9 Hoe lang nog, luiaard, zul je blijven slapen,
wanneer kom je uit bed?
10 Nog even dan? Nog even slapen, nog een beetje rusten,
een ogenblik nog blijven liggen?
11 Armoede overvalt je als een struikrover,
gebrek slaat je neer als een bandiet.
12 Een kwaadaardig mens, een onbetrouwbaar iemand,
strooit voortdurend leugens rond.
13 Hij knijpt heimelijk zijn oog dicht,
geeft een tikje met zijn voet, een verborgen vingerwijzing.

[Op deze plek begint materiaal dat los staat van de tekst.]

use serde::Serialize;
use tracing::info;
use url::Url;

use crate::domain::{Bounds, ObjectName};
use crate::error::BcdataError;
use crate::wfs::{FeatureType, WFS_VERSION, WfsClient};

#[derive(Debug, Clone)]
pub struct FeatureQuery {
    pub object_name: ObjectName,
    pub cql_filter: Option<String>,
    pub bounds: Option<Bounds>,
    pub bounds_crs: String,
    pub crs: String,
    pub sortby: Option<String>,
}

#[derive(Debug, Clone, PartialEq, Serialize)]
pub struct Filter {
    pub cql_filter: Option<String>,
    pub bbox: Option<String>,
}

impl Filter {
    // The service rejects `bbox` alongside `CQL_FILTER`; fold the bounds into the CQL.
    pub fn new(
        query: &FeatureQuery,
        geometry_column: Option<&str>,
    ) -> Result<Self, BcdataError> {
        let bbox = query
            .bounds
            .map(|bounds| format!("{},{}", bounds.to_param(), query.bounds_crs));
        match (&query.cql_filter, query.bounds) {
            (Some(cql), Some(bounds)) => {
                let column = geometry_column.ok_or_else(|| {
                    BcdataError::Configuration(format!(
                        "cannot combine bounds with a CQL filter: {} has no geometry column",
                        query.object_name
                    ))
                })?;
                Ok(Self {
                    cql_filter: Some(format!(
                        "({cql}) AND BBOX({column}, {}, {}, {}, {}, '{}')",
                        bounds.xmin, bounds.ymin, bounds.xmax, bounds.ymax, query.bounds_crs
                    )),
                    bbox: None,
                })
            }
            _ => Ok(Self {
                cql_filter: query.cql_filter.clone(),
                bbox,
            }),
        }
    }

    pub fn query_pairs(&self) -> Vec<(&'static str, String)> {
        let mut pairs = Vec::new();
        if let Some(cql) = &self.cql_filter {
            pairs.push(("CQL_FILTER", cql.clone()));
        }
        if let Some(bbox) = &self.bbox {
            pairs.push(("bbox", bbox.clone()));
        }
        pairs
    }
}

#[derive(Debug, Clone, PartialEq, Serialize)]
pub struct PageRequest {
    pub index: usize,
    pub object_name: ObjectName,
    pub filter: Filter,
    pub sort_by: Option<String>,
    pub start_index: Option<u64>,
    pub count: Option<u64>,
    pub srs_name: String,
    pub expected: u64,
}

impl PageRequest {
    pub fn query_pairs(&self) -> Vec<(&'static str, String)> {
        let mut pairs = vec![
            ("service", "WFS".to_string()),
            ("version", WFS_VERSION.to_string()),
            ("request", "GetFeature".to_string()),
            ("typeNames", self.object_name.to_string()),
            ("outputFormat", "json".to_string()),
            ("SRSNAME", self.srs_name.clone()),
        ];
        pairs.extend(self.filter.query_pairs());
        if let Some(sort_by) = &self.sort_by {
            pairs.push(("sortBy", sort_by.clone()));
        }
        if let Some(start_index) = self.start_index {
            pairs.push(("startIndex", start_index.to_string()));
        }
        if let Some(count) = self.count {
            pairs.push(("count", count.to_string()));
        }
        pairs
    }

    pub fn url(&self, base_url: &str) -> Result<String, BcdataError> {
        let url = Url::parse_with_params(base_url, self.query_pairs())
            .map_err(|err| BcdataError::validation("WFS url", err.to_string()))?;
        Ok(url.into())
    }

    pub fn offsets(&self) -> (u64, u64) {
        let start = self.start_index.unwrap_or(0);
        (start, start + self.expected)
    }
}

#[derive(Debug, Clone, Serialize)]
pub struct RequestPlan {
    pub total_count: u64,
    pub pagesize: u64,
    pub pages: Vec<PageRequest>,
}

impl RequestPlan {
    pub fn pages(&self) -> &[PageRequest] {
        &self.pages
    }

    pub fn is_paged(&self) -> bool {
        self.pages.len() > 1
    }
}

pub fn page_windows(total: u64, pagesize: u64) -> Vec<(u64, u64)> {
    if pagesize == 0 {
        return Vec::new();
    }
    let pages = total.div_ceil(pagesize);
    (0..pages)
        .map(|page| {
            let start = page * pagesize;
            (start, pagesize.min(total - start))
        })
        .collect()
}

pub struct RequestPlanner<'a, W: WfsClient> {
    wfs: &'a W,
}

impl<'a, W: WfsClient> RequestPlanner<'a, W> {
    pub fn new(wfs: &'a W) -> Self {
        Self { wfs }
    }

    pub fn plan(&self, query: &FeatureQuery, pagesize: u64) -> Result<RequestPlan, BcdataError> {
        if pagesize == 0 {
            return Err(BcdataError::validation("pagesize", "must be greater than zero"));
        }

        let mut feature_type: Option<FeatureType> = None;
        let filter = if query.cql_filter.is_some() && query.bounds.is_some() {
            let described = self.wfs.describe(&query.object_name)?;
            let filter = Filter::new(query, described.geometry_column())?;
            feature_type = Some(described);
            filter
        } else {
            Filter::new(query, None)?
        };

        let total_count = self.wfs.hits(&query.object_name, &filter)?;
        let page = |index: usize, sort_by: Option<String>, window: Option<(u64, u64)>| {
            PageRequest {
                index,
                object_name: query.object_name.clone(),
                filter: filter.clone(),
                sort_by,
                start_index: window.map(|(start, _)| start),
                count: window.map(|_| pagesize),
                srs_name: query.crs.clone(),
                expected: window.map(|(_, len)| len).unwrap_or(total_count),
            }
        };

        if total_count <= pagesize {
            info!(object_name = %query.object_name, total_count, "single request");
            return Ok(RequestPlan {
                total_count,
                pagesize,
                pages: vec![page(0, query.sortby.clone(), None)],
            });
        }

        let sort_by = match &query.sortby {
            Some(sortby) => sortby.clone(),
            None => {
                let described = match feature_type {
                    Some(described) => described,
                    None => self.wfs.describe(&query.object_name)?,
                };
                described
                    .default_sort_key()
                    .map(str::to_string)
                    .ok_or_else(|| {
                        BcdataError::Configuration(format!(
                            "{} needs a sort key to be paged but has no sortable properties; pass --sortby",
                            query.object_name
                        ))
                    })?
            }
        };

        let pages = page_windows(total_count, pagesize)
            .into_iter()
            .enumerate()
            .map(|(index, window)| page(index, Some(sort_by.clone()), Some(window)))
            .collect::<Vec<_>>();
        info!(
            object_name = %query.object_name,
            total_count,
            pages = pages.len(),
            sort_by = %sort_by,
            "planned paged requests"
        );
        Ok(RequestPlan {
            total_count,
            pagesize,
            pages,
        })
    }
}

14 Zo iemand zit vol leugen en bedrog, is altijd uit op kwade zaken,
zaait voortdurend tweedracht.
15 Daarom gaat hij plotseling ten onder,
daarom komt hij ten val, in een oogwenk,
en hij komt het niet te boven.
16 Zes dingen haat de HEER,
zeven dingen zijn hem een gruwel:
17 ogen die hooghartig kijken en een tong die liegt,
handen die onschuldig bloed vergieten
18 en een hart dat op het kwade zint,
voeten die zich naar de misdaad reppen
19 en getuigen die bedriegen, altijd liegen,
en zij die stoken tussen broers.
Laat je niet in met de vrouw van een ander
20 Mijn zoon, houd vast aan wat je vader je opdraagt,
verwerp de lessen van je moeder niet.
21 Bind hun onderricht voor altijd op je hart,
wind het om je hals.
22 Moge het je leiden op de wegen die je gaat,
moge het over je waken als je slaapt,
moge het je raden als je wakker wordt.
23 Want de lessen van je vader en je moeder zijn een lamp,
een licht dat je vermaant en de weg wijst naar het leven.
24 Hun onderricht beschermt je tegen lichtzinnige vrouwen,
tegen de gladde woorden van een afgedwaalde vrouw.
25 Zet nooit je zinnen op haar schoonheid,
laat haar ogen je niet strikken.
26 Een hoer kost je niet meer dan een brood,
maar de vrouw van een ander jaagt op je kostbare leven.
27 Als een man vuur in een plooi van zijn mantel steekt,
vat zijn mantel dan geen vlam?
28 Als hij over gloeiende kolen loopt,
brandt hij dan zijn voeten niet?
29 Zo vergaat het een man die de vrouw van een ander omhelst,
wie zich met haar inlaat blijft niet ongestraft.
30 Een dief die steelt omdat hij honger heeft,
steelt uit noodzaak. Men veracht hem niet,
31 al moet hij het gestolene
ook zevenvoudig terugbetalen als hij wordt betrapt,
al kost het hem ook alles wat hij heeft.
32 Maar pleeg je overspel, dan heb je geen verstand,
wie zoiets doet richt zichzelf te gronde.
33 Hij zal door smaad worden getroffen
en zijn schande zal niet worden uitgewist.
34 Want door jaloezie ontsteekt een man in woede,
als hij wraak kan nemen, doet hij dat meedogenloos.
35 Hij accepteert geen zwijggeld,
blijft onverbiddelijk, ook als je de afkoopsom verhoogt.